DATA SHOWN |
————
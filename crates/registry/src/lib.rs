//! Prompt catalog: types, cache, network client, loader and the authenticated
//! library download.

pub mod cache;
pub mod client;
pub mod embedded;
pub mod error;
pub mod library;
pub mod loader;
pub mod local;
pub mod types;

pub use {
    error::{Error, Result},
    library::{Authorizer, EnvAuthorizer, LibraryReport, LibrarySync, StaticAuthorizer},
    loader::{BackgroundRefresh, RefreshSummary, RegistryLoadResult, RegistryLoader, RegistryStatus},
    types::{
        Bundle, CacheMeta, Prompt, PromptFilter, PromptVariable, Registry, RegistrySource,
        VariableType,
    },
};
————
WHAT TO WORK ON |
Identify each line in the entries with the word "Prompt" and copy it.

SOLUTION TO THIS EXERCISE |
//! Prompt catalog: types, cache, network client, loader and the authenticated
        Bundle, CacheMeta, Prompt, PromptFilter, PromptVariable, Registry, RegistrySource,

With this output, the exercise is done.